Lying in bed recently, doing nothing, thinking about nothing, I cried. Nothing dramatic, just a few deep, soft waves of sadness that came and went. Still, it felt like a good cry. It happened repeatedly, every few days.

While looking for a reason, my mind went back to senior year in high school. That year I’d been determined to goof off and take a minimal academic load, so I could concentrate on basketball and girls. But my guidance counselor told me it wouldn’t look good on college applications.

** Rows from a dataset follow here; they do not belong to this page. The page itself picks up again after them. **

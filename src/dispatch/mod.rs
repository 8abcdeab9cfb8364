//! Priority and link-status driven dispatch control.
//!
//! The rule parser turns a `<msgDispatch>` document into a resolved
//! status table; the engine consults that table together with the link
//! state of each target to deliver, hold back, destroy or report every
//! outgoing message.

pub mod action;
pub mod backlog;
pub mod engine;
pub mod link;
pub mod notify;
pub mod parser;
pub mod priority;
pub mod reconfig;
pub mod table;

pub use action::ActionSet;
pub use engine::{DispatchEngine, DispatchOutcome, DispatchReport, EngineSettings, FlushReport, Transport};
pub use priority::Priority;
pub use table::{ConnectionState, StatusConfigurationTable};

So I reluctantly signed up for a fourth year of Latin — and along with a handful of fellow scholars and goof-offs, we read the Aeneid of Vergil, an ancient epic that mixes Gods and humans, history and mythology, to tell the story of the founding of Rome by storm-tossed refugees from the Trojan War.

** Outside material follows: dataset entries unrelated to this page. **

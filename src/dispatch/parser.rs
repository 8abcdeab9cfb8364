//! Rule document parser.
//!
//! Turns a `<msgDispatch>` document into a fully resolved
//! [`StatusConfigurationTable`]. Parsing is all-or-nothing: the first
//! validation failure aborts and nothing is returned, so a caller holding an
//! active table keeps it.
//!
//! ```xml
//! <msgDispatch defaultStatus='64k' defaultAction='send'>
//!   <onStatus oid='_bandwidth.status' content='64k' defaultAction='send'>
//!     <action do='send'  ifPriority='7-9'/>
//!     <action do='queue,notifySender'  ifPriority='6'/>
//!     <action do='queue'  ifPriority='4-5'/>
//!     <action do='destroy'  ifPriority='0-3'/>
//!   </onStatus>
//! </msgDispatch>
//! ```

use quick_xml::Reader;
use quick_xml::events::{BytesStart, Event};

use crate::dispatch::action::ActionSet;
use crate::dispatch::priority::{Priority, PriorityRange};
use crate::dispatch::table::{ConnectionState, RuleBlock, StatusConfigurationTable};
use crate::utils::error::RuleError;

const ROOT: &str = "msgDispatch";
const ON_STATUS: &str = "onStatus";
const ACTION: &str = "action";

/// Parses a rule document. Empty or whitespace-only input yields the
/// default table, which sends every priority.
pub fn parse(document: &str) -> Result<StatusConfigurationTable, RuleError> {
    if document.trim().is_empty() {
        return Ok(StatusConfigurationTable::default());
    }

    let mut reader = Reader::from_str(document);
    let mut doc = DocumentBuilder::default();

    loop {
        match reader
            .read_event()
            .map_err(|e| RuleError::Xml(e.to_string()))?
        {
            Event::Start(e) => doc.open(&e, false)?,
            Event::Empty(e) => doc.open(&e, true)?,
            Event::End(e) => {
                let name = String::from_utf8_lossy(e.name().as_ref()).into_owned();
                doc.close(&name)?;
            }
            Event::Text(t) => {
                if !t.iter().all(u8::is_ascii_whitespace) {
                    return Err(RuleError::Xml("unexpected text content".into()));
                }
            }
            Event::CData(_) => return Err(RuleError::Xml("unexpected CDATA content".into())),
            Event::Eof => break,
            // declaration, comments, processing instructions, doctype
            _ => {}
        }
    }

    doc.finish()
}

#[derive(Default)]
struct DocumentBuilder {
    root: Option<RootAttrs>,
    root_closed: bool,
    block: Option<BlockBuilder>,
    in_action: bool,
    blocks: Vec<RuleBlock>,
}

struct RootAttrs {
    default_status: Option<String>,
    default_action: ActionSet,
}

struct BlockBuilder {
    oid: String,
    content: String,
    connection_state: Option<ConnectionState>,
    default_action: ActionSet,
    overrides: [Option<ActionSet>; Priority::COUNT],
}

impl DocumentBuilder {
    fn open(&mut self, e: &BytesStart<'_>, empty: bool) -> Result<(), RuleError> {
        let name = String::from_utf8_lossy(e.name().as_ref()).into_owned();
        let attrs = attributes(e)?;

        match name.as_str() {
            ROOT if self.root.is_none() => {
                self.root = Some(parse_root(&attrs)?);
                self.root_closed = empty;
            }
            ON_STATUS if self.inside_root() && self.block.is_none() => {
                let root_default = self.root.as_ref().map_or(ActionSet::SEND, |r| r.default_action);
                let block = parse_block(&attrs, root_default)?;
                if empty {
                    self.blocks.push(block.build());
                } else {
                    self.block = Some(block);
                }
            }
            ACTION if self.block.is_some() && !self.in_action => {
                let (action, range) = parse_action(&attrs)?;
                if let Some(block) = self.block.as_mut() {
                    block.apply(action, range)?;
                }
                self.in_action = !empty;
            }
            _ => return Err(RuleError::UnknownElement(name)),
        }
        Ok(())
    }

    fn close(&mut self, name: &str) -> Result<(), RuleError> {
        match name {
            ACTION if self.in_action => self.in_action = false,
            ON_STATUS if self.block.is_some() && !self.in_action => {
                if let Some(block) = self.block.take() {
                    self.blocks.push(block.build());
                }
            }
            ROOT if self.inside_root() && self.block.is_none() => self.root_closed = true,
            _ => return Err(RuleError::Xml(format!("unexpected closing tag </{name}>"))),
        }
        Ok(())
    }

    fn inside_root(&self) -> bool {
        self.root.is_some() && !self.root_closed
    }

    fn finish(self) -> Result<StatusConfigurationTable, RuleError> {
        let Some(root) = self.root else {
            return Err(RuleError::Xml(format!("missing <{ROOT}> root element")));
        };
        if !self.root_closed || self.block.is_some() {
            return Err(RuleError::Xml("unexpected end of document".into()));
        }
        StatusConfigurationTable::new(root.default_status, root.default_action, self.blocks)
    }
}

impl BlockBuilder {
    fn apply(&mut self, action: ActionSet, range: PriorityRange) -> Result<(), RuleError> {
        for p in range.iter() {
            let slot = &mut self.overrides[p.index()];
            if slot.is_some() {
                return Err(RuleError::OverlappingPriority {
                    content: self.content.clone(),
                    priority: p.value(),
                });
            }
            *slot = Some(action);
        }
        Ok(())
    }

    fn build(self) -> RuleBlock {
        RuleBlock::new(
            Some(self.oid),
            Some(self.content),
            self.connection_state,
            self.default_action,
            self.overrides,
        )
    }
}

fn attributes(e: &BytesStart<'_>) -> Result<Vec<(String, String)>, RuleError> {
    let mut out = Vec::new();
    for attr in e.attributes() {
        let attr = attr.map_err(|err| RuleError::Xml(err.to_string()))?;
        let key = String::from_utf8_lossy(attr.key.as_ref()).into_owned();
        let value = attr
            .unescape_value()
            .map_err(|err| RuleError::Xml(err.to_string()))?
            .into_owned();
        out.push((key, value));
    }
    Ok(out)
}

fn unknown(element: &str, attribute: &str) -> RuleError {
    RuleError::UnknownAttribute {
        element: element.to_string(),
        attribute: attribute.to_string(),
    }
}

fn missing(element: &str, attribute: &str) -> RuleError {
    RuleError::MissingAttribute {
        element: element.to_string(),
        attribute: attribute.to_string(),
    }
}

fn parse_root(attrs: &[(String, String)]) -> Result<RootAttrs, RuleError> {
    let mut root = RootAttrs {
        default_status: None,
        default_action: ActionSet::SEND,
    };
    for (key, value) in attrs {
        match key.as_str() {
            "defaultStatus" => root.default_status = Some(value.clone()),
            "defaultAction" => root.default_action = ActionSet::parse_primary_only(value)?,
            _ => return Err(unknown(ROOT, key)),
        }
    }
    Ok(root)
}

fn parse_block(
    attrs: &[(String, String)],
    root_default: ActionSet,
) -> Result<BlockBuilder, RuleError> {
    let mut oid = None;
    let mut content = None;
    let mut connection_state = None;
    let mut default_action = root_default;

    for (key, value) in attrs {
        match key.as_str() {
            "oid" => oid = Some(value.clone()),
            "content" => content = Some(value.clone()),
            "defaultAction" => default_action = value.parse()?,
            "connectionState" => connection_state = Some(value.parse()?),
            _ => return Err(unknown(ON_STATUS, key)),
        }
    }

    Ok(BlockBuilder {
        oid: oid.ok_or_else(|| missing(ON_STATUS, "oid"))?,
        content: content.ok_or_else(|| missing(ON_STATUS, "content"))?,
        connection_state,
        default_action,
        overrides: [None; Priority::COUNT],
    })
}

fn parse_action(attrs: &[(String, String)]) -> Result<(ActionSet, PriorityRange), RuleError> {
    let mut action = None;
    let mut range = None;
    for (key, value) in attrs {
        match key.as_str() {
            "do" => action = Some(value.parse::<ActionSet>()?),
            "ifPriority" => range = Some(value.parse::<PriorityRange>()?),
            _ => return Err(unknown(ACTION, key)),
        }
    }
    Ok((
        action.ok_or_else(|| missing(ACTION, "do"))?,
        range.ok_or_else(|| missing(ACTION, "ifPriority"))?,
    ))
}

#[cfg(test)]
#[path = "parser_tests.rs"]
mod tests;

With the very first phrase, you know you’re in the presence of a great writer: Arma virumque cano, writes Vergil — “Arms and the man I sing.” A hero, a war, a song — all promised in three words. And delivered in ten thousand lines of dactylic hexameter without a false note or a missed beat.

And somewhere in the middle, I came upon a phrase that stayed with me forever: Lacrimae rerum.

“The tears of things” is the literal translation — but rerum means more than things. It’s formed from the noun res, the root of the words real and reality. It means all things, or what all things have in common, the ground of existence.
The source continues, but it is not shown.